Despite the controversy, the Korean regulator recently authorized a phase 3 study of simufilam.
On Tuesday, the Ministry of Food and Drug Safety granted the nod to Premier Research Group Limited, a clinical research organization (CRO), to conduct the phase 3 trial in Korea.
The randomized, double-blind, placebo-controlled, parallel-group, and 76-week REFOCUS-ALZ study will evaluate the safety and efficacy of two doses of simufilam in patients with mild to moderate Alzheimer's disease.
The Korean trial will occur at major tertiary hospitals, including Asan Medical Center, Korea University Anam Hospital, Hanyang University Medical Center, and Inha University Hospital.
The REFOCUS-ALZ study design, registered on ClinicalTrials.gov, will recruit 1,083 patients, but it does not show how many Korean patients are included.
The problem, however, is that simufilam is under fire for irregularities in research outcomes in the U.S.
On April 18, the New York Times reported that several studies of simufilam were retracted or questioned by scientific journals and that Cassava was criticized for opaque study results.
In the summer of 2021, Cassava released the results of a small clinical trial and said simufilam was effective in improving cognition in Alzheimer’s patients.
After administering simufilam to 50 patients with mild to moderate Alzheimer’s for nine months, the patient’s ADAS-Cog score, a measure of cognitive function, went up by about three points, the company said.
Such data attracted enormous attention from investors. As a result, cassava’s stock price once shot up by 1,500 percent, and the company’s value was almost $5 billion last summer.
However, the controversy over simufilam began when many scientists pointed out Cassava’s study flaws. They said the trial lacked the placebo group and follow-up period and was inadequate to prove the recognition improvement effect. Some experts even said the company manipulated scientific results.

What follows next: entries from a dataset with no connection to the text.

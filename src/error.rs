use thiserror::Error;

#[derive(Debug, Error)]
pub enum Error {
    #[error("Channel tag '{0}' not found in channel metadata")]
    UnknownChannelTag(String),

    #[error("Channel index out of range: {index} (stack has {nchannels} channels)")]
    ChannelIndexOutOfRange { index: usize, nchannels: usize },

    #[error("Invalid axis string '{axes}': {reason}")]
    InvalidAxes { axes: String, reason: String },

    #[error("Shape mismatch: {0}")]
    Shape(String),

    #[error("Unsupported TIFF sample type in '{0}'")]
    UnsupportedSampleType(String),

    #[error("Column '{0}' not found in table")]
    MissingColumn(String),

    #[error("Malformed value '{value}' in column '{column}'")]
    MalformedValue { column: String, value: String },

    #[error("Unknown file format for: {0}")]
    UnknownFormat(String),

    #[error("Segmentation failed on slice {layer}: {reason}")]
    Segmenter { layer: usize, reason: String },

    #[error(transparent)]
    Io(#[from] std::io::Error),

    #[error(transparent)]
    Tiff(#[from] tiff::TiffError),

    #[error(transparent)]
    Csv(#[from] csv::Error),

    #[error(transparent)]
    Arrow(#[from] arrow::error::ArrowError),

    #[error(transparent)]
    Parquet(#[from] parquet::errors::ParquetError),
}

pub type Result<T> = std::result::Result<T, Error>;
use arrow::array::{Array, ArrayRef, AsArray, RecordBatch};
use arrow::compute::cast;
use arrow::datatypes::{DataType, Float32Type, UInt32Type};
use flate2::read::GzDecoder;
use log::{info, warn};
use parquet::arrow::arrow_reader::ParquetRecordBatchReaderBuilder;
use std::fs::File;
use std::io::Read;
use std::str::FromStr;

use crate::centroids::CentroidMap;
use crate::error::{Error, Result};
use crate::output::determine_format;
use crate::schemas::OutputFormat;

const CENTROID_COLUMNS: [&str; 4] = ["label", "z", "y", "x"];

/// Read a centroid table with `label`, `z`, `y` and `x` columns, as written by
/// `write_centroids`. Other columns are ignored.
pub fn read_centroids(filename: &str, fmt: OutputFormat) -> Result<CentroidMap> {
    let fmt = determine_format(filename, fmt)?;
    let input = File::open(filename)?;

    let centroids = match fmt {
        OutputFormat::Csv => read_centroids_csv(input)?,
        OutputFormat::CsvGz => read_centroids_csv(GzDecoder::new(input))?,
        OutputFormat::Parquet => read_centroids_parquet(input)?,
        OutputFormat::Infer => unreachable!(),
    };

    info!("Read {} centroids from {}", centroids.len(), filename);
    return Ok(centroids);
}

fn find_column(headers: &csv::StringRecord, column: &str) -> Result<usize> {
    let col = headers.iter().position(|x| x.trim() == column);
    match col {
        Some(col) => Ok(col),
        None => Err(Error::MissingColumn(column.to_string())),
    }
}

fn parse_field<T: FromStr>(row: &csv::StringRecord, col: usize, column: &str) -> Result<T> {
    let value = row.get(col).unwrap_or("");
    return value.trim().parse::<T>().map_err(|_| Error::MalformedValue {
        column: column.to_string(),
        value: value.to_string(),
    });
}

fn insert_centroid(centroids: &mut CentroidMap, label: u32, centroid: [f32; 3]) {
    if centroids.insert(label, centroid).is_some() {
        warn!("Label {} appears more than once, keeping the last row", label);
    }
}

fn read_centroids_csv<R: Read>(input: R) -> Result<CentroidMap> {
    let mut rdr = csv::Reader::from_reader(input);
    let headers = rdr.headers()?.clone();

    let label_col = find_column(&headers, "label")?;
    let z_col = find_column(&headers, "z")?;
    let y_col = find_column(&headers, "y")?;
    let x_col = find_column(&headers, "x")?;

    let mut centroids = CentroidMap::new();
    for row in rdr.records() {
        let row = row?;
        let label = parse_field::<u32>(&row, label_col, "label")?;
        let centroid = [
            parse_field::<f32>(&row, z_col, "z")?,
            parse_field::<f32>(&row, y_col, "y")?,
            parse_field::<f32>(&row, x_col, "x")?,
        ];
        insert_centroid(&mut centroids, label, centroid);
    }

    return Ok(centroids);
}

// Column `name` of the batch converted to `to`.
fn batch_column(batch: &RecordBatch, name: &str, to: &DataType) -> Result<ArrayRef> {
    let col = batch
        .schema()
        .index_of(name)
        .map_err(|_| Error::MissingColumn(name.to_string()))?;
    return Ok(cast(batch.column(col), to)?);
}

fn read_centroids_parquet(input: File) -> Result<CentroidMap> {
    let rdr = ParquetRecordBatchReaderBuilder::try_new(input)?.build()?;

    let mut centroids = CentroidMap::new();
    for batch in rdr {
        let batch = batch?;

        let labels = batch_column(&batch, CENTROID_COLUMNS[0], &DataType::UInt32)?;
        let labels = labels.as_primitive::<UInt32Type>();
        let coords = CENTROID_COLUMNS[1..]
            .iter()
            .map(|name| batch_column(&batch, name, &DataType::Float32))
            .collect::<Result<Vec<ArrayRef>>>()?;
        let coords: Vec<_> = coords.iter().map(|c| c.as_primitive::<Float32Type>()).collect();

        for i in 0..batch.num_rows() {
            if labels.is_null(i) {
                return Err(Error::MalformedValue {
                    column: String::from("label"),
                    value: String::from("null"),
                });
            }

            let mut centroid = [0.0_f32; 3];
            for (k, c) in coords.iter().enumerate() {
                if c.is_null(i) {
                    return Err(Error::MalformedValue {
                        column: CENTROID_COLUMNS[k + 1].to_string(),
                        value: String::from("null"),
                    });
                }
                centroid[k] = c.value(i);
            }
            insert_centroid(&mut centroids, labels.value(i), centroid);
        }
    }

    return Ok(centroids);
}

In December, the Journal of Neuroscience officially questioned the integrity and accuracy of two papers on simufilam’s effect, authored by Hoau-Yan Wang, a professor at the City University of New York, Cassava’s chief researcher, and Lindsay H. Burns, the company’s another chief scientist.

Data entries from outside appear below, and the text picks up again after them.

use clap::ValueEnum;
use ndarray::{Array2, ArrayView2};
use petgraph::unionfind::UnionFind;

use super::{instance_stats, InstanceDetails, InstanceSegmenter, SlicePrediction};
use crate::error::Result;

#[derive(Copy, Clone, Debug, PartialEq, Eq, ValueEnum)]
pub enum Connectivity {
    Four,
    Eight,
}

/// Otsu's threshold over a 256 bin histogram of `image` clamped to [0, 1].
/// Pixels strictly above the returned value are foreground.
pub fn otsu_threshold(image: &ArrayView2<f32>) -> f32 {
    let mut histogram = [0_u64; 256];
    for &v in image.iter() {
        let bin = (v.clamp(0.0, 1.0) * 255.0) as usize;
        histogram[bin] += 1;
    }

    let total = image.len() as f64;
    let sum: f64 = histogram
        .iter()
        .enumerate()
        .map(|(i, &count)| i as f64 * count as f64)
        .sum();

    let mut sum_b = 0.0;
    let mut weight_b = 0.0;
    let mut max_variance = 0.0;
    let mut threshold = 0;

    for (i, &count) in histogram.iter().enumerate() {
        weight_b += count as f64;
        if weight_b == 0.0 {
            continue;
        }

        let weight_f = total - weight_b;
        if weight_f == 0.0 {
            break;
        }

        sum_b += i as f64 * count as f64;
        let mean_b = sum_b / weight_b;
        let mean_f = (sum - sum_b) / weight_f;
        let variance = weight_b * weight_f * (mean_b - mean_f).powi(2);

        if variance > max_variance {
            max_variance = variance;
            threshold = i;
        }
    }

    // upper edge of the last background bin
    return (threshold + 1) as f32 / 255.0;
}

/// Label connected foreground regions of `mask`. Labels are numbered from 1
/// in raster order of each region's first pixel. Returns the label map and
/// the number of regions.
pub fn label_components(mask: &ArrayView2<bool>, connectivity: Connectivity) -> (Array2<u32>, u32) {
    let (m, n) = mask.dim();
    let mut sets = UnionFind::<usize>::new(m * n);

    // Only look back at neighbors already visited in raster order.
    let offsets: &[(isize, isize)] = match connectivity {
        Connectivity::Four => &[(-1, 0), (0, -1)],
        Connectivity::Eight => &[(-1, -1), (-1, 0), (-1, 1), (0, -1)],
    };

    for i in 0..m {
        for j in 0..n {
            if !mask[[i, j]] {
                continue;
            }
            for (di, dj) in offsets {
                let ii = i as isize + di;
                let jj = j as isize + dj;
                if ii < 0 || jj < 0 || jj >= n as isize {
                    continue;
                }
                let (ii, jj) = (ii as usize, jj as usize);
                if mask[[ii, jj]] {
                    sets.union(i * n + j, ii * n + jj);
                }
            }
        }
    }

    let mut root_labels = vec![0_u32; m * n];
    let mut labels = Array2::<u32>::zeros((m, n));
    let mut count = 0;
    for i in 0..m {
        for j in 0..n {
            if !mask[[i, j]] {
                continue;
            }
            let root = sets.find_mut(i * n + j);
            if root_labels[root] == 0 {
                count += 1;
                root_labels[root] = count;
            }
            labels[[i, j]] = root_labels[root];
        }
    }

    return (labels, count);
}

/// Classical stand-in for a learned instance model: global threshold followed
/// by connected component labeling.
#[derive(Clone, Debug)]
pub struct ThresholdSegmenter {
    // Fixed threshold on the normalized slice, Otsu's when `None`.
    pub threshold: Option<f32>,
    pub connectivity: Connectivity,
}

impl Default for ThresholdSegmenter {
    fn default() -> Self {
        return ThresholdSegmenter {
            threshold: None,
            connectivity: Connectivity::Four,
        };
    }
}

impl InstanceSegmenter for ThresholdSegmenter {
    fn predict_instances(&mut self, image: &ArrayView2<f32>) -> Result<SlicePrediction> {
        let cutoff = self.threshold.unwrap_or_else(|| otsu_threshold(image));
        let mask = image.mapv(|v| v > cutoff);
        let (labels, _) = label_components(&mask.view(), self.connectivity);

        let details = instance_stats(&labels.view())
            .into_iter()
            .map(|(label, stats)| InstanceDetails {
                label,
                centroid: stats.centroid(),
                area: stats.area,
            })
            .collect();

        return Ok(SlicePrediction { labels, details });
    }
}

#[cfg(test)]
mod tests {
    use super::*;
    use ndarray::Array2;

    #[test]
    fn test_otsu_bimodal() {
        let image = Array2::from_shape_fn((10, 10), |(i, _)| if i < 5 { 0.1 } else { 0.9 });
        let t = otsu_threshold(&image.view());
        assert!(t >= 0.1 && t < 0.9, "threshold {}", t);
    }

    #[test]
    fn test_components_four_vs_eight() {
        // two pixels touching only at a corner
        let mut mask = Array2::from_elem((3, 3), false);
        mask[[0, 0]] = true;
        mask[[1, 1]] = true;

        let (labels, count) = label_components(&mask.view(), Connectivity::Four);
        assert_eq!(count, 2);
        assert_eq!(labels[[0, 0]], 1);
        assert_eq!(labels[[1, 1]], 2);

        let (labels, count) = label_components(&mask.view(), Connectivity::Eight);
        assert_eq!(count, 1);
        assert_eq!(labels[[1, 1]], 1);
    }

    #[test]
    fn test_components_u_shape() {
        // arms of the U get merged once the bottom row is reached
        let rows = ["#.#", "#.#", "###"];
        let mask = Array2::from_shape_fn((3, 3), |(i, j)| rows[i].as_bytes()[j] == b'#');
        let (labels, count) = label_components(&mask.view(), Connectivity::Four);
        assert_eq!(count, 1);
        assert_eq!(labels[[0, 2]], 1);
        assert_eq!(labels[[0, 1]], 0);
    }

    #[test]
    fn test_segmenter_finds_blobs() {
        let mut image = Array2::<f32>::zeros((20, 20));
        for i in 2..6 {
            for j in 2..6 {
                image[[i, j]] = 1.0;
            }
        }
        for i in 12..18 {
            for j in 10..14 {
                image[[i, j]] = 1.0;
            }
        }

        let mut segmenter = ThresholdSegmenter::default();
        let prediction = segmenter.predict_instances(&image.view()).unwrap();
        assert_eq!(prediction.details.len(), 2);
        assert_eq!(prediction.details[0].area, 16);
        assert_eq!(prediction.details[1].area, 24);
        assert_eq!(prediction.details[0].centroid, [3.5, 3.5]);
    }
}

In March, the journal Neurobiology of Aging also expressed concerns about another paper written by Wang and Burns that contained the key content for simufilam’s treatment hypothesis.
On March 30, the scientific journal PLoS One said it retracted five papers by Wang after a five-month investigation. Two of them, co-written by Burns, were about a brain protein targeted by simufilam.
“According to Cassava, simufilam restores the normal shape and functioning of a protein called filamin A that becomes warped in the brains of people with Alzheimer’s disease, and thereby slows dementia and improves cognition,” the New York Times reported. “But Alzheimer’s experts said they knew of no independent studies that supported this hypothesis or would explain the results.”
The newspaper quoted Thomas Südhof, a Nobel laureate and neuroscientist at Stanford, saying that Cassava’s theories “are not in the mainstream of the field, and to me, they seem implausible and contrived.”
Such negative responses led to a significant fall in Cassava’s stock, and the company is struggling to enroll patients for phase 3 trials of simufilam.
Cassava is working on two phase 3 trials – RETHINK-ALZ and REFOCUS-ALZ – and aims to recruit 1,750 patients.
However, Cassava recruited only 120 patients for phase 3 trials, according to Cassava’s first-quarter report released on May 5.